Dataset entries:
####################

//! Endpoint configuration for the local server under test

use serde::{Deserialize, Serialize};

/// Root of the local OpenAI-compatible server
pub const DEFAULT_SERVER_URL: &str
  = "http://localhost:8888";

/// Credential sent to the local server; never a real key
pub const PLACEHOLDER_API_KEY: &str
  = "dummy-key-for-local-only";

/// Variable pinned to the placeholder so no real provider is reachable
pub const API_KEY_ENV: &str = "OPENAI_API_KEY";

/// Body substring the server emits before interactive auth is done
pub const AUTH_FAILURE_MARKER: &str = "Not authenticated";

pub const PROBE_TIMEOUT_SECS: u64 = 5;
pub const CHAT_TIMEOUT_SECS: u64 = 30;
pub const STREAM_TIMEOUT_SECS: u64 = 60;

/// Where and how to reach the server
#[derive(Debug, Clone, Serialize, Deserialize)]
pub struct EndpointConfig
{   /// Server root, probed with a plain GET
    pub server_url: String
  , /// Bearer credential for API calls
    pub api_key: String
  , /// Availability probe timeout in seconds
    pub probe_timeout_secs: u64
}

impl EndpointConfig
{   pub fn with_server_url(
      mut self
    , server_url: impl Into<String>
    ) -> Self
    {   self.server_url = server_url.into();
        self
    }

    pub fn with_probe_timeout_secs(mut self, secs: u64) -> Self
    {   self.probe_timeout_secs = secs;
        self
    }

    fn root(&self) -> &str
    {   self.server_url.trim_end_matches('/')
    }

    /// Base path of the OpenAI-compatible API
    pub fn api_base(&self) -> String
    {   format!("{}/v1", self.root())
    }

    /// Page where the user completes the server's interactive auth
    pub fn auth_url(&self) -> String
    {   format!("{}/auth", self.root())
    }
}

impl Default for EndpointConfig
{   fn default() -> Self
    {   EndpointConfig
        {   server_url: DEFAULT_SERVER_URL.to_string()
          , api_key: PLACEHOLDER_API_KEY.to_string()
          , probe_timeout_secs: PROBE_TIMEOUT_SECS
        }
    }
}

####################

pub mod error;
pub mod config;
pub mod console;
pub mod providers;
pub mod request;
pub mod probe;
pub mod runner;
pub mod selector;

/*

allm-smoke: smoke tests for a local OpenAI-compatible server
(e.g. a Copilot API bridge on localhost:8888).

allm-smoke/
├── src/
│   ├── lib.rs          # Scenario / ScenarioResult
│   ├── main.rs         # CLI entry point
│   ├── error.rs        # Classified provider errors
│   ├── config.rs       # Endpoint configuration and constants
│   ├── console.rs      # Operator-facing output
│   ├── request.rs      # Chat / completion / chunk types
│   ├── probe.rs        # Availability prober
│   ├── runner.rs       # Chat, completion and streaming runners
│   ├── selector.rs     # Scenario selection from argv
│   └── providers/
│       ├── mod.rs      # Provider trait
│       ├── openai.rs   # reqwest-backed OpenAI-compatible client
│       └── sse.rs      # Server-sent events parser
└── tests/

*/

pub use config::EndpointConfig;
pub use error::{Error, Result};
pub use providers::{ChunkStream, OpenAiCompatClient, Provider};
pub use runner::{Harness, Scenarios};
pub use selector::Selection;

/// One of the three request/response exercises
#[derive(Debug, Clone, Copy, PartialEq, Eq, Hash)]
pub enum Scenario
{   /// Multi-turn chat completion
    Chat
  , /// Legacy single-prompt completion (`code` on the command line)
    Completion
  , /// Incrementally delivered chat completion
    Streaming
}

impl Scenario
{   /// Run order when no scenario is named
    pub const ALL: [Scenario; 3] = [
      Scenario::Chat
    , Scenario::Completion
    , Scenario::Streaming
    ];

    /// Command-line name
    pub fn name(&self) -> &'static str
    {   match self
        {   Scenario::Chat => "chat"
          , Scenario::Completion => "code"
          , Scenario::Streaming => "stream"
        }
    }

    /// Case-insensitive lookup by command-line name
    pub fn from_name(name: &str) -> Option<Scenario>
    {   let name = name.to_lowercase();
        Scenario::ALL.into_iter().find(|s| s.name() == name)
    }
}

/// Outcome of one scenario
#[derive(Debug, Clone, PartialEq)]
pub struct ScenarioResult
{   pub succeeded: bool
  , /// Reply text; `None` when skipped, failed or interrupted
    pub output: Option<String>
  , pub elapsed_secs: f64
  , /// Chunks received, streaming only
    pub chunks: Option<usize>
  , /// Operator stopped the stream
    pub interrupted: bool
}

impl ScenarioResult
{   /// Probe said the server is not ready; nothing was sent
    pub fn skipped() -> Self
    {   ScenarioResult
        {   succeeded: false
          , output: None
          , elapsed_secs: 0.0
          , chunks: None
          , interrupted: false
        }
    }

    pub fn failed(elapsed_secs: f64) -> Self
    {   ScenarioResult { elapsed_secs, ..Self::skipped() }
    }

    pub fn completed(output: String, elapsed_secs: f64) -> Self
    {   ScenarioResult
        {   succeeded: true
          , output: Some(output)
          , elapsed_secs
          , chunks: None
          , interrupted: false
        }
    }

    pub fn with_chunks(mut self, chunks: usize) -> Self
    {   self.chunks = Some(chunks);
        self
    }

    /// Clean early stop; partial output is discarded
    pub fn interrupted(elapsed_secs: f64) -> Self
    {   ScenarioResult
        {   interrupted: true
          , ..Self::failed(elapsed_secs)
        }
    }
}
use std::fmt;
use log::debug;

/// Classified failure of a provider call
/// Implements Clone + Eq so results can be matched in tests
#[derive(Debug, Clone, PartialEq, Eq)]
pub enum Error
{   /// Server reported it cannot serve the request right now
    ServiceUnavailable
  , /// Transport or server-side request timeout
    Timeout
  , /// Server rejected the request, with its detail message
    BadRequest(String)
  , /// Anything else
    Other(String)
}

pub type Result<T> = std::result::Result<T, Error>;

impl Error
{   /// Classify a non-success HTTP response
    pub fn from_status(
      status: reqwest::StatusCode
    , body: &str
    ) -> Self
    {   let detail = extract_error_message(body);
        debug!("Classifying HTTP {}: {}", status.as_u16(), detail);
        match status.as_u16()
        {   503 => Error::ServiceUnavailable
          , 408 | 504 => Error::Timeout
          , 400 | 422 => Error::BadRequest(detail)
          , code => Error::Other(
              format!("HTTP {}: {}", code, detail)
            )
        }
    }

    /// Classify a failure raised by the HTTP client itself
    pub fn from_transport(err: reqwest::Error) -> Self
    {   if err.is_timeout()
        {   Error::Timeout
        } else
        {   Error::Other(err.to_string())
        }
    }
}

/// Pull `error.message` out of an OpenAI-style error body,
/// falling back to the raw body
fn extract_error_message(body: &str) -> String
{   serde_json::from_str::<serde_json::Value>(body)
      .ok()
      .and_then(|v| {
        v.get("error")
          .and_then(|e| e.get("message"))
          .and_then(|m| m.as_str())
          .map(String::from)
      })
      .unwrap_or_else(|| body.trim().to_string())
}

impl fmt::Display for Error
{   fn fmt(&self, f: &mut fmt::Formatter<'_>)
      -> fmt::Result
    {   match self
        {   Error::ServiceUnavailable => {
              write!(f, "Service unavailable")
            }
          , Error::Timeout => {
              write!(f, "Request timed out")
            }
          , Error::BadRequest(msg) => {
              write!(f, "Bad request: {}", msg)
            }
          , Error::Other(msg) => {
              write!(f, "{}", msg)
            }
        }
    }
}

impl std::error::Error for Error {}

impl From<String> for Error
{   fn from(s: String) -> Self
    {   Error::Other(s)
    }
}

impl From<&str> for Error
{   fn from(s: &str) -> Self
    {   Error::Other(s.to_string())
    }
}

####################

Goal of the exercise =
Which of the lines above hold the word "BadRequest"? Copy each one.

Answer =
    BadRequest(String)
          , 400 | 422 => Error::BadRequest(detail)
          , Error::BadRequest(msg) => {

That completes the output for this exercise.